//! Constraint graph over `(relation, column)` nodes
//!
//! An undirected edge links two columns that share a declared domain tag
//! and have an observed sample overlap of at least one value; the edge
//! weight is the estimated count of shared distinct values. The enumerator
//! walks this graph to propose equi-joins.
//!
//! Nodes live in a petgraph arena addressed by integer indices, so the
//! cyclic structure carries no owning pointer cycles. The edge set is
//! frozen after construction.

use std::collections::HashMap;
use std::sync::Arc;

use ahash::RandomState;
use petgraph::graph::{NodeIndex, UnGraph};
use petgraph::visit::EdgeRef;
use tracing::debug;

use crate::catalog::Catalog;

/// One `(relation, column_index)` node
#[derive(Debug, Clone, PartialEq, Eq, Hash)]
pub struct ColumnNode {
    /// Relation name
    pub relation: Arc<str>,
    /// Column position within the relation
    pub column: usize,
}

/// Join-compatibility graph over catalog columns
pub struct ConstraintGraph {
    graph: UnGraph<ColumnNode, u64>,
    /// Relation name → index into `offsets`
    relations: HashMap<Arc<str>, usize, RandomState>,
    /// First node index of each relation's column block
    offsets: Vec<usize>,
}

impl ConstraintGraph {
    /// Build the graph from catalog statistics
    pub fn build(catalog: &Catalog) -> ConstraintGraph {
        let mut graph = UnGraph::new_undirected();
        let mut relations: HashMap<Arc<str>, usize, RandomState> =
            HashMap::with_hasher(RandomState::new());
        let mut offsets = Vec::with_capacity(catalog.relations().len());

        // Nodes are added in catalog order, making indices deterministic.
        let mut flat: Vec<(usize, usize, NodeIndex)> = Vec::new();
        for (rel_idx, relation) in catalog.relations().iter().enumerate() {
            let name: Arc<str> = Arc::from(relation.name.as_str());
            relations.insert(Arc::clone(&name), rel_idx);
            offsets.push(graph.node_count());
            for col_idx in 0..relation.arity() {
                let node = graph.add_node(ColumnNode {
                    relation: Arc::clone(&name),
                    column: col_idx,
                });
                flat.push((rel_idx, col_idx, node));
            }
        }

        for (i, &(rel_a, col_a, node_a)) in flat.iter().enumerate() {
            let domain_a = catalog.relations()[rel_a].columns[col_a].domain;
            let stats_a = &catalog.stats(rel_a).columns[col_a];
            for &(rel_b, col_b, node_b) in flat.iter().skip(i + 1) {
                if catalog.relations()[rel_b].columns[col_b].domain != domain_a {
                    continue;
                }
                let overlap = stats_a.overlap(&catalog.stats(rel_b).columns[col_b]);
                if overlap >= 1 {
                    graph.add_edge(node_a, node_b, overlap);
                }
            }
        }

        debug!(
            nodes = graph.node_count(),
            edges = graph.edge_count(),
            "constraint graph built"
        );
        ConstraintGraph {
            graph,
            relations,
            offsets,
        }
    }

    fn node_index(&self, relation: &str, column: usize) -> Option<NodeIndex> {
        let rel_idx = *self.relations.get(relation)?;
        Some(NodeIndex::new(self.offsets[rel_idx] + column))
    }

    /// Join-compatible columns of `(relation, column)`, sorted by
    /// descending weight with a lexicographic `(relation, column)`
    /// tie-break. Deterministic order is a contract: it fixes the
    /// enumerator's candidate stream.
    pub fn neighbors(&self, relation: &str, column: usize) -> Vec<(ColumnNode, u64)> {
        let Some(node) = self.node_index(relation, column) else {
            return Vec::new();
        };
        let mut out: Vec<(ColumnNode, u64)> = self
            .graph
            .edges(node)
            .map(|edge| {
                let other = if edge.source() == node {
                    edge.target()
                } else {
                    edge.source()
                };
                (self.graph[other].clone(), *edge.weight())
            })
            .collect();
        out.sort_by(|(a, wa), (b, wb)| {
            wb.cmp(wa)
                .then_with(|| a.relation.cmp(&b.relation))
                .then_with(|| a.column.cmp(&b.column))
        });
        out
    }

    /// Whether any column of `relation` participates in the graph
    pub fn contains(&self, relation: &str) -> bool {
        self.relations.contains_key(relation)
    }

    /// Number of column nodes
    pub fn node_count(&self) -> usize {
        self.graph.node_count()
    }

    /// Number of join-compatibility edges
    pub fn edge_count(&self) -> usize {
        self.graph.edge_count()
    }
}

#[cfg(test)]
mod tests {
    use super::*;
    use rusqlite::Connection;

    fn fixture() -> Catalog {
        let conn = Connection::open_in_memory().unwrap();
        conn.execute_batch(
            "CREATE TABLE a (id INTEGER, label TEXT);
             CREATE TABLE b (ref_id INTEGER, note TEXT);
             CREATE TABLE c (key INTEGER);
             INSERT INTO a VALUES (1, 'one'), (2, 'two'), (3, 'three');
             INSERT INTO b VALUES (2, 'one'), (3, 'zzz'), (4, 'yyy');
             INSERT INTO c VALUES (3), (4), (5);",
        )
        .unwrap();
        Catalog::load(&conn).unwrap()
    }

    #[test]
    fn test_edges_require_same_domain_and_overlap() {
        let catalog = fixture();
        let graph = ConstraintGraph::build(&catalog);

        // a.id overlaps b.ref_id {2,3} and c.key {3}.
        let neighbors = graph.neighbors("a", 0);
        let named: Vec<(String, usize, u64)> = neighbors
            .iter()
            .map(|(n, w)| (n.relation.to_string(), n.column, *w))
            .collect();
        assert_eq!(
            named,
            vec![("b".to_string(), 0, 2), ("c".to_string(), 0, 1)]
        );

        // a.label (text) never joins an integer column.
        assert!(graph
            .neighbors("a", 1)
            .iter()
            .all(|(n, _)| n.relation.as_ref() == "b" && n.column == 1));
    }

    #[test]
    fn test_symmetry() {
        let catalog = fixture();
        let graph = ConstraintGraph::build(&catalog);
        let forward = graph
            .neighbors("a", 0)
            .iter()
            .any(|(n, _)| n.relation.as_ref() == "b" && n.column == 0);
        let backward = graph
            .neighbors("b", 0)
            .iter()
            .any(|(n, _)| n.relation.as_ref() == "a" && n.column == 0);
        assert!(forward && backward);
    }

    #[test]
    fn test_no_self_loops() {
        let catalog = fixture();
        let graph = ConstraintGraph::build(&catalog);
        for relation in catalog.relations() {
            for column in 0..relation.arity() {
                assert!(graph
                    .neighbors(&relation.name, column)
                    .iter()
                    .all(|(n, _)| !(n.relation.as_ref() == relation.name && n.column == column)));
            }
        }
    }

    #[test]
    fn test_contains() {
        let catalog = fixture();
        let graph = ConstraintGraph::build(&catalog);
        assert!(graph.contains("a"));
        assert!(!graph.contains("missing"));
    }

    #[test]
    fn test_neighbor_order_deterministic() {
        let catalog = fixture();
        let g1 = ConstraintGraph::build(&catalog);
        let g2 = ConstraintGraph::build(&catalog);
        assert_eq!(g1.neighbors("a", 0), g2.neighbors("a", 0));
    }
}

---

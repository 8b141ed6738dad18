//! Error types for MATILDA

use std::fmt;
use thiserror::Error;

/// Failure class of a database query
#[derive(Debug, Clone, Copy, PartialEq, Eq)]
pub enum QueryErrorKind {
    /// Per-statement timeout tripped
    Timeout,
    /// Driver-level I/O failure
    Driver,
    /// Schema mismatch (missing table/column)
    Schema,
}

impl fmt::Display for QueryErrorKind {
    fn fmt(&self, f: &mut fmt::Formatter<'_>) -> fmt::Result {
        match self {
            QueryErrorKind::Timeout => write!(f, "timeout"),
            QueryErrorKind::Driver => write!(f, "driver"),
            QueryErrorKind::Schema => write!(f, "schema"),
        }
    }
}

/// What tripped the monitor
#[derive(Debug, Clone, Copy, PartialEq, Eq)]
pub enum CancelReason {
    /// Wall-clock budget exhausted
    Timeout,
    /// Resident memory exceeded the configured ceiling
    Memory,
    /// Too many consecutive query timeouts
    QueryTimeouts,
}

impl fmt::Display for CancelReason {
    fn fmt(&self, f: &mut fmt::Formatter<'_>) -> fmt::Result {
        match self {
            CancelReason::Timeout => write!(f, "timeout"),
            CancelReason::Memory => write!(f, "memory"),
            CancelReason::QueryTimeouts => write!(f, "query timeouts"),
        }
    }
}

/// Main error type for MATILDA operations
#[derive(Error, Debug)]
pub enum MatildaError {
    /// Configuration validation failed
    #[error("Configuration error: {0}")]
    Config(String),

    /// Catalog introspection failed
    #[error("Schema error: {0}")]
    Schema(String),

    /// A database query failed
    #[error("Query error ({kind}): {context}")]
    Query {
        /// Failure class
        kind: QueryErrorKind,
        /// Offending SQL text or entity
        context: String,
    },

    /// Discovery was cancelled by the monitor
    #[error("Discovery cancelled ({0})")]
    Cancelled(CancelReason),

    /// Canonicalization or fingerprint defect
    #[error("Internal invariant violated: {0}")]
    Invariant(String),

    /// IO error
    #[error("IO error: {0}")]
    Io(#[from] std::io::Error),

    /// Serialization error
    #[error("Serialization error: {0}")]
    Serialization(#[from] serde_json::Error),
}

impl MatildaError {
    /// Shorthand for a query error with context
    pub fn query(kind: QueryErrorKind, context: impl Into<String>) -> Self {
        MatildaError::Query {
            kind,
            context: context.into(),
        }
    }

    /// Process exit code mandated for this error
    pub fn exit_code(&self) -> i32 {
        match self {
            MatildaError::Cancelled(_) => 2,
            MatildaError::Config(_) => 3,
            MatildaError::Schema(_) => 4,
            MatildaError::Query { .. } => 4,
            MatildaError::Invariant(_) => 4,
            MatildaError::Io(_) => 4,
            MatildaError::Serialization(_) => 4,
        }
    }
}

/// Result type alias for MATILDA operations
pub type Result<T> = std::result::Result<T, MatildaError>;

--- WORK TO BE COMPLETED ---
Within the listing above, give again exactly every line from the line with "Constraint graph over" through the line with "over catalog columns", both included, and no other line.

--- ANSWER ---
//! Constraint graph over `(relation, column)` nodes
//!
//! An undirected edge links two columns that share a declared domain tag
//! and have an observed sample overlap of at least one value; the edge
//! weight is the estimated count of shared distinct values. The enumerator
//! walks this graph to propose equi-joins.
//!
//! Nodes live in a petgraph arena addressed by integer indices, so the
//! cyclic structure carries no owning pointer cycles. The edge set is
//! frozen after construction.

use std::collections::HashMap;
use std::sync::Arc;

use ahash::RandomState;
use petgraph::graph::{NodeIndex, UnGraph};
use petgraph::visit::EdgeRef;
use tracing::debug;

use crate::catalog::Catalog;

/// One `(relation, column_index)` node
#[derive(Debug, Clone, PartialEq, Eq, Hash)]
pub struct ColumnNode {
    /// Relation name
    pub relation: Arc<str>,
    /// Column position within the relation
    pub column: usize,
}

/// Join-compatibility graph over catalog columns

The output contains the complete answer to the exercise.